Using Database Up Front Considered Harmful

KentBeck posted this on the XpMailingList today, which articulates what I think many of us using the YagNi argument have been trying to say on DbasGoneBad, WhenAreDatabasesNotAppropriate, InvasionOfTheRelationalWeenies, etc:

"You have the cost of design carry whether you anticipated correctly or not. To illustrate, suppose some day you will need a relational database. You correctly anticipate that, and put in the appropriate factories and a mapping layer to make sliding in an RDB easy. However, every time you change something, instead of having one object to change, you have a bunch. Instead of having one package, you have a bunch. Instead of having one class, you have a bunch. All of that stuff costs you *even if you are right*."

-SteveConover

But then he doesn't know to use relational databases properly. He uses databases as persistence stores - therefore factories, mapping layers and all the heavy stuff. So his reasoning is kind of valid only if you go through that route. If you don't fall in that trap, using databases upfront is particularly beneficial and adds considerable velocity to the project. The key issue that differentiates the 2 paths is mainly between using a form of ModelViewController or using my favorite design pattern: PutTheDamnDataOnTheDamnScreen?.

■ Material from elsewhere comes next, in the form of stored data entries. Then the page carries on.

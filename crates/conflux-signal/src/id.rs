//! Execution identifiers.

use std::fmt;

use serde::{Deserialize, Serialize};
use uuid::Uuid;

/// Opaque identifier minted for every execution request.
///
/// Cheap to copy and usable as a map key; rendered as a uuid in log fields.
#[derive(Debug, Clone, Copy, PartialEq, Eq, Hash, Serialize, Deserialize)]
pub struct ExecutionId(Uuid);

impl ExecutionId {
  /// Mint a fresh identifier.
  pub fn new() -> Self {
    Self(Uuid::new_v4())
  }
}

impl Default for ExecutionId {
  fn default() -> Self {
    Self::new()
  }
}

impl fmt::Display for ExecutionId {
  fn fmt(&self, f: &mut fmt::Formatter<'_>) -> fmt::Result {
    write!(f, "{}", self.0)
  }
}
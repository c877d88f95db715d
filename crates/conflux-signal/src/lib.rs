//! Signal primitives for the conflux engine.
//!
//! This crate provides the leaf building blocks the process engine derives its
//! observable state from:
//!
//! - [`Signal`] - a shared last-value signal over a `tokio::sync::watch` channel
//! - [`ExecutionId`] - opaque identifier minted per execution request
//! - [`ProgressTracker`] - busy/idle derived from outstanding executions
//! - [`ErrorChannel`] - last-error slot with change-only notification
//!
//! All of these are single-writer: one runner task applies transitions, any
//! number of subscribers observe them through cloned watch receivers.

mod error_channel;
mod id;
mod progress;
mod signal;

pub use error_channel::ErrorChannel;
pub use id::ExecutionId;
pub use progress::ProgressTracker;
pub use signal::Signal;
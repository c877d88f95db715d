//! Reloadable read models built on conflux processes.
//!
//! A [`Resource`] wraps one process and a load function, turning explicit job
//! calls into a stream of load arguments with a replayed `data` signal. A
//! [`CrudResource`] composes a read resource with three independent parallel
//! mutation processes and reloads the read model after every successful
//! mutation.

mod crud;
mod resource;

pub use crud::CrudResource;
pub use resource::Resource;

A practical example to back up my assertion: I built a whole damn customized accounting system in a solo effort in just under 3 motnhs using DelphiLanguage and PostgreSql, and also Excel for very complicated reports. It is non-trivial and it is still running a tens of millions of dollars business after more than 3 years without change. The amount of code I had to write was rather trivial compared to the alternative using objects, persistence, mapping layers, MVC and the usual suspects. Also users are able to further customize the Excel report very effectively, and they learn easily the schema and how they can link important live accounting data to their spreadsheets. You just cannot have that kind of stuff without a relational database. Many other people have built successful large projects in VisualBasic, DelphiLanguage, NetDynamics, Oracle Designer/Forms/Reports/Procedure Builder etc, PowerBuilder, SAP, even PHP which is yet another hugely popular instance of PutTheDamnDataOnTheDamnScreen?. Your average PHP hacker will beat your average Servlet/JSP MVC (struts, EJB etc) hacker hands down when it comes to project velocity.

A relational database, when used properly, will trim down the amount of code significantly in your typical business application. If instead the relational database is used as a persistence store behind the ObjectModel of an MVC-like architecture, it will indeed inflate the code significantly, but then it is not the RDB which is to blame. Unfortunately for many OO people MVC has become a kind of sacred cow, and they cannot think of alternative ways to build applications. --CostinCozianu

Your description sounds like it is assuming heavy OO design. Maybe that is the difference in this HolyWar: I reject OO for business modeling. Use mostly procedural and you no longer have "factories and a mapping layer" to futz with. Use the database in all its naked glory. You don't need to wrap state in classes if the DB does it for you. Yes, you may end up depending a bit on a specific vendor or OSS code set, but if you roll-your-own incrimentally (YagNi style), then you are doing the same thing. Just because you create it instead of buy it does not make your code any less dependent on it. Use open-source DB's if having code is important. Besides, YagNi does not care about distant vendor-lock-in.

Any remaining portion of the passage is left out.